----- PROVIDED MATERIAL

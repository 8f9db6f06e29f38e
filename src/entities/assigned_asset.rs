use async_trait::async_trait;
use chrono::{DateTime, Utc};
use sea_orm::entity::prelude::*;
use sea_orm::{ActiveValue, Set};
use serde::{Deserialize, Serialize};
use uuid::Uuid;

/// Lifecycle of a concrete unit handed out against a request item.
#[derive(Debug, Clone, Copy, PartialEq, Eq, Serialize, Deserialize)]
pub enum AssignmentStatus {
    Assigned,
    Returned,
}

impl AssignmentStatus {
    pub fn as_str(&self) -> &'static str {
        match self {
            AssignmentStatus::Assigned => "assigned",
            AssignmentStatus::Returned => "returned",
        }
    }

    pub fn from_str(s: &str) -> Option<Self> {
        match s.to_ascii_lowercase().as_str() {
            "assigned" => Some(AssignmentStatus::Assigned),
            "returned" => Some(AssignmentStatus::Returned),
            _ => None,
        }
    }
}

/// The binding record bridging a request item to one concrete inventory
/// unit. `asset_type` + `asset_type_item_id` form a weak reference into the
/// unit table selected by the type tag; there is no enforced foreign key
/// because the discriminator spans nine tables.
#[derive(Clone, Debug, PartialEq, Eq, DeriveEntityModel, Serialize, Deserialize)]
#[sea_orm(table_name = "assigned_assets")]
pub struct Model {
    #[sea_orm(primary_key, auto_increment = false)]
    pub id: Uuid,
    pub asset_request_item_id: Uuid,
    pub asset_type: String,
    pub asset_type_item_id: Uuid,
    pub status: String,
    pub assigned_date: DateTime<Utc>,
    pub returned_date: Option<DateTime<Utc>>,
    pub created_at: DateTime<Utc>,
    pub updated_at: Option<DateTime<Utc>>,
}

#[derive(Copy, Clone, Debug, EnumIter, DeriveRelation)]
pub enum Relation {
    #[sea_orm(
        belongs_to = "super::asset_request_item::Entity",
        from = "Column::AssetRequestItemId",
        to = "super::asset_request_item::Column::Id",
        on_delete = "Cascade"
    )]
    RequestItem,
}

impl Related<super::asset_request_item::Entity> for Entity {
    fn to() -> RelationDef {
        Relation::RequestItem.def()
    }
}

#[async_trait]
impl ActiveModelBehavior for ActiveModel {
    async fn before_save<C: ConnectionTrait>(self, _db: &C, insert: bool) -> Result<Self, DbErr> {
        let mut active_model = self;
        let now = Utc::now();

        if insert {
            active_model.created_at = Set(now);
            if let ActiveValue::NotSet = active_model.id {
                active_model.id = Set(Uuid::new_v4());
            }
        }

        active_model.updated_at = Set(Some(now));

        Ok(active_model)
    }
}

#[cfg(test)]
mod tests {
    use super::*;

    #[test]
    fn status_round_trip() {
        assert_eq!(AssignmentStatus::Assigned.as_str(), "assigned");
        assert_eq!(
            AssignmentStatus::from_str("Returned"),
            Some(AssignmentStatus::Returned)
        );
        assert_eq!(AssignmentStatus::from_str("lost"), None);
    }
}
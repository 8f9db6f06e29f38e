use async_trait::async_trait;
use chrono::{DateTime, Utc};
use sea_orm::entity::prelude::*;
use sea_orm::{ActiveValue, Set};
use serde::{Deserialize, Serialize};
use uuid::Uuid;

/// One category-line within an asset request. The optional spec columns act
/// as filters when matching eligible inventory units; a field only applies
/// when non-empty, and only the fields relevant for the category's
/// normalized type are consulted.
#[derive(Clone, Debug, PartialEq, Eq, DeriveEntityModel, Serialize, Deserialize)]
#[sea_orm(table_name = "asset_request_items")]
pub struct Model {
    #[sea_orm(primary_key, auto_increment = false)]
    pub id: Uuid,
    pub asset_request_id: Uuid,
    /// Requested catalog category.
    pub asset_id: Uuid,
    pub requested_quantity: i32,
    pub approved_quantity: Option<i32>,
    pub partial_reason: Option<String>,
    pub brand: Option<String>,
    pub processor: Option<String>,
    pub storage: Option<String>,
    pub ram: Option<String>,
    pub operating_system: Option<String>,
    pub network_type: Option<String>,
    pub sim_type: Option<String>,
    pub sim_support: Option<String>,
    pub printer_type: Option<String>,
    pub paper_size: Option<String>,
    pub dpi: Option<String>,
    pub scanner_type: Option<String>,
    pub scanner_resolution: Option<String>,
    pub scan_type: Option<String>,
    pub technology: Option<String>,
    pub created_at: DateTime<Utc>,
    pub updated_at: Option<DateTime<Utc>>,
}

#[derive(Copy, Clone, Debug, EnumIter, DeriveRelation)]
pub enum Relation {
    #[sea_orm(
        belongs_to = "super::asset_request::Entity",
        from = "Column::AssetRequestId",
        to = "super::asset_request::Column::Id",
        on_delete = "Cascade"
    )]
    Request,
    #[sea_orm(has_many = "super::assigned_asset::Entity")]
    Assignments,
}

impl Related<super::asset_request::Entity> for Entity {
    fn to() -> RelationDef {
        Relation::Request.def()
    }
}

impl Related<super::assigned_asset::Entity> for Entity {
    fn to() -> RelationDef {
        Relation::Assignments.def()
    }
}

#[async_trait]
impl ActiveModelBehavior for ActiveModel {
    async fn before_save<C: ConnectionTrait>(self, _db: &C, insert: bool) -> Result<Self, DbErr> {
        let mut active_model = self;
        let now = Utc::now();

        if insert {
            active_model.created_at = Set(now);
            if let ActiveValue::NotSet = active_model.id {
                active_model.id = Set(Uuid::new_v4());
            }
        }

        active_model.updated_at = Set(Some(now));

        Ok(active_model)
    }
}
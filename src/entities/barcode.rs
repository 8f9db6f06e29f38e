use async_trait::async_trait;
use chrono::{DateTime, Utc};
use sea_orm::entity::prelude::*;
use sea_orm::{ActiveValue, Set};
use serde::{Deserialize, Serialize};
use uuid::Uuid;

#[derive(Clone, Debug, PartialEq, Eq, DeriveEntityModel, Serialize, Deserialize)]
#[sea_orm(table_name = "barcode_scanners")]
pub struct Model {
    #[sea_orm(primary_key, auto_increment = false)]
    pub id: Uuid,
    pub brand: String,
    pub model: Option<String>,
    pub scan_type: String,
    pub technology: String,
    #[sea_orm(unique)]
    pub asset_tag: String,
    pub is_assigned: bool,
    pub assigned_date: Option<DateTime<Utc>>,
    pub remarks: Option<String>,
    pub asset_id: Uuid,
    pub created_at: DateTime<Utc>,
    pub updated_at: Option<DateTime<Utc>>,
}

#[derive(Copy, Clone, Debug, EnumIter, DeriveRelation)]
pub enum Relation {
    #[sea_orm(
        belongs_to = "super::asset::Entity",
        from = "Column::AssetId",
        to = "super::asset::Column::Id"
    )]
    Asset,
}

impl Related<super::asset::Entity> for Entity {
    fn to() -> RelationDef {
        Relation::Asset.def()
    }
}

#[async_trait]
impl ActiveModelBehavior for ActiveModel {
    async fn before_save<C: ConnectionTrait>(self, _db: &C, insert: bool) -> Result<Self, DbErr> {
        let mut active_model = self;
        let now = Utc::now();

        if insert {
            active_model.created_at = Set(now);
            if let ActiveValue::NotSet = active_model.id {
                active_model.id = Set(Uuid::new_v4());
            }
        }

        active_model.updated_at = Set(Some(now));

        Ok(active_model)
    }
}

----------

• TASK DESCRIPTION: Please reproduce the listing exactly, keeping every line as it is.

• TASK OUTPUT:
repository 8f9db6f06e29f38e
filename src/entities/assigned_asset.rs
use async_trait::async_trait;
use chrono::{DateTime, Utc};
use sea_orm::entity::prelude::*;
use sea_orm::{ActiveValue, Set};
use serde::{Deserialize, Serialize};
use uuid::Uuid;

/// Lifecycle of a concrete unit handed out against a request item.
#[derive(Debug, Clone, Copy, PartialEq, Eq, Serialize, Deserialize)]
pub enum AssignmentStatus {
    Assigned,
    Returned,
}

impl AssignmentStatus {
    pub fn as_str(&self) -> &'static str {
        match self {
            AssignmentStatus::Assigned => "assigned",
            AssignmentStatus::Returned => "returned",
        }
    }

    pub fn from_str(s: &str) -> Option<Self> {
        match s.to_ascii_lowercase().as_str() {
            "assigned" => Some(AssignmentStatus::Assigned),
            "returned" => Some(AssignmentStatus::Returned),
            _ => None,
        }
    }
}

/// The binding record bridging a request item to one concrete inventory
/// unit. `asset_type` + `asset_type_item_id` form a weak reference into the
/// unit table selected by the type tag; there is no enforced foreign key
/// because the discriminator spans nine tables.
#[derive(Clone, Debug, PartialEq, Eq, DeriveEntityModel, Serialize, Deserialize)]
#[sea_orm(table_name = "assigned_assets")]
pub struct Model {
    #[sea_orm(primary_key, auto_increment = false)]
    pub id: Uuid,
    pub asset_request_item_id: Uuid,
    pub asset_type: String,
    pub asset_type_item_id: Uuid,
    pub status: String,
    pub assigned_date: DateTime<Utc>,
    pub returned_date: Option<DateTime<Utc>>,
    pub created_at: DateTime<Utc>,
    pub updated_at: Option<DateTime<Utc>>,
}

#[derive(Copy, Clone, Debug, EnumIter, DeriveRelation)]
pub enum Relation {
    #[sea_orm(
        belongs_to = "super::asset_request_item::Entity",
        from = "Column::AssetRequestItemId",
        to = "super::asset_request_item::Column::Id",
        on_delete = "Cascade"
    )]
    RequestItem,
}

impl Related<super::asset_request_item::Entity> for Entity {
    fn to() -> RelationDef {
        Relation::RequestItem.def()
    }
}

#[async_trait]
impl ActiveModelBehavior for ActiveModel {
    async fn before_save<C: ConnectionTrait>(self, _db: &C, insert: bool) -> Result<Self, DbErr> {
        let mut active_model = self;
        let now = Utc::now();

        if insert {
            active_model.created_at = Set(now);
            if let ActiveValue::NotSet = active_model.id {
                active_model.id = Set(Uuid::new_v4());
            }
        }

        active_model.updated_at = Set(Some(now));

        Ok(active_model)
    }
}

#[cfg(test)]
mod tests {
    use super::*;

    #[test]
    fn status_round_trip() {
        assert_eq!(AssignmentStatus::Assigned.as_str(), "assigned");
        assert_eq!(
            AssignmentStatus::from_str("Returned"),
            Some(AssignmentStatus::Returned)
        );
        assert_eq!(AssignmentStatus::from_str("lost"), None);
    }
}
repository 8f9db6f06e29f38e
use async_trait::async_trait;
use chrono::{DateTime, Utc};
use sea_orm::entity::prelude::*;
use sea_orm::{ActiveValue, Set};
use serde::{Deserialize, Serialize};
use uuid::Uuid;

/// One category-line within an asset request. The optional spec columns act
/// as filters when matching eligible inventory units; a field only applies
/// when non-empty, and only the fields relevant for the category's
/// normalized type are consulted.
#[derive(Clone, Debug, PartialEq, Eq, DeriveEntityModel, Serialize, Deserialize)]
#[sea_orm(table_name = "asset_request_items")]
pub struct Model {
    #[sea_orm(primary_key, auto_increment = false)]
    pub id: Uuid,
    pub asset_request_id: Uuid,
    /// Requested catalog category.
    pub asset_id: Uuid,
    pub requested_quantity: i32,
    pub approved_quantity: Option<i32>,
    pub partial_reason: Option<String>,
    pub brand: Option<String>,
    pub processor: Option<String>,
    pub storage: Option<String>,
    pub ram: Option<String>,
    pub operating_system: Option<String>,
    pub network_type: Option<String>,
    pub sim_type: Option<String>,
    pub sim_support: Option<String>,
    pub printer_type: Option<String>,
    pub paper_size: Option<String>,
    pub dpi: Option<String>,
    pub scanner_type: Option<String>,
    pub scanner_resolution: Option<String>,
    pub scan_type: Option<String>,
    pub technology: Option<String>,
    pub created_at: DateTime<Utc>,
    pub updated_at: Option<DateTime<Utc>>,
}

#[derive(Copy, Clone, Debug, EnumIter, DeriveRelation)]
pub enum Relation {
    #[sea_orm(
        belongs_to = "super::asset_request::Entity",
        from = "Column::AssetRequestId",
        to = "super::asset_request::Column::Id",
        on_delete = "Cascade"
    )]
    Request,
    #[sea_orm(has_many = "super::assigned_asset::Entity")]
    Assignments,
}

impl Related<super::asset_request::Entity> for Entity {
    fn to() -> RelationDef {
        Relation::Request.def()
    }
}

impl Related<super::assigned_asset::Entity> for Entity {
    fn to() -> RelationDef {
        Relation::Assignments.def()
    }
}

#[async_trait]
impl ActiveModelBehavior for ActiveModel {
    async fn before_save<C: ConnectionTrait>(self, _db: &C, insert: bool) -> Result<Self, DbErr> {
        let mut active_model = self;
        let now = Utc::now();

        if insert {
            active_model.created_at = Set(now);
            if let ActiveValue::NotSet = active_model.id {
                active_model.id = Set(Uuid::new_v4());
            }
        }

        active_model.updated_at = Set(Some(now));

        Ok(active_model)
    }
}
filename src/entities/barcode.rs
repository 8f9db6f06e29f38e
use async_trait::async_trait;
use chrono::{DateTime, Utc};
use sea_orm::entity::prelude::*;
use sea_orm::{ActiveValue, Set};
use serde::{Deserialize, Serialize};
use uuid::Uuid;

#[derive(Clone, Debug, PartialEq, Eq, DeriveEntityModel, Serialize, Deserialize)]
#[sea_orm(table_name = "barcode_scanners")]
pub struct Model {
    #[sea_orm(primary_key, auto_increment = false)]
    pub id: Uuid,
    pub brand: String,
    pub model: Option<String>,
    pub scan_type: String,
    pub technology: String,
    #[sea_orm(unique)]
    pub asset_tag: String,
    pub is_assigned: bool,
    pub assigned_date: Option<DateTime<Utc>>,
    pub remarks: Option<String>,
    pub asset_id: Uuid,
    pub created_at: DateTime<Utc>,
    pub updated_at: Option<DateTime<Utc>>,
}

#[derive(Copy, Clone, Debug, EnumIter, DeriveRelation)]
pub enum Relation {
    #[sea_orm(
        belongs_to = "super::asset::Entity",
        from = "Column::AssetId",
        to = "super::asset::Column::Id"
    )]
    Asset,
}

impl Related<super::asset::Entity> for Entity {
    fn to() -> RelationDef {
        Relation::Asset.def()
    }
}

#[async_trait]
impl ActiveModelBehavior for ActiveModel {
    async fn before_save<C: ConnectionTrait>(self, _db: &C, insert: bool) -> Result<Self, DbErr> {
        let mut active_model = self;
        let now = Utc::now();

        if insert {
            active_model.created_at = Set(now);
            if let ActiveValue::NotSet = active_model.id {
                active_model.id = Set(Uuid::new_v4());
            }
        }

        active_model.updated_at = Set(Some(now));

        Ok(active_model)
    }
}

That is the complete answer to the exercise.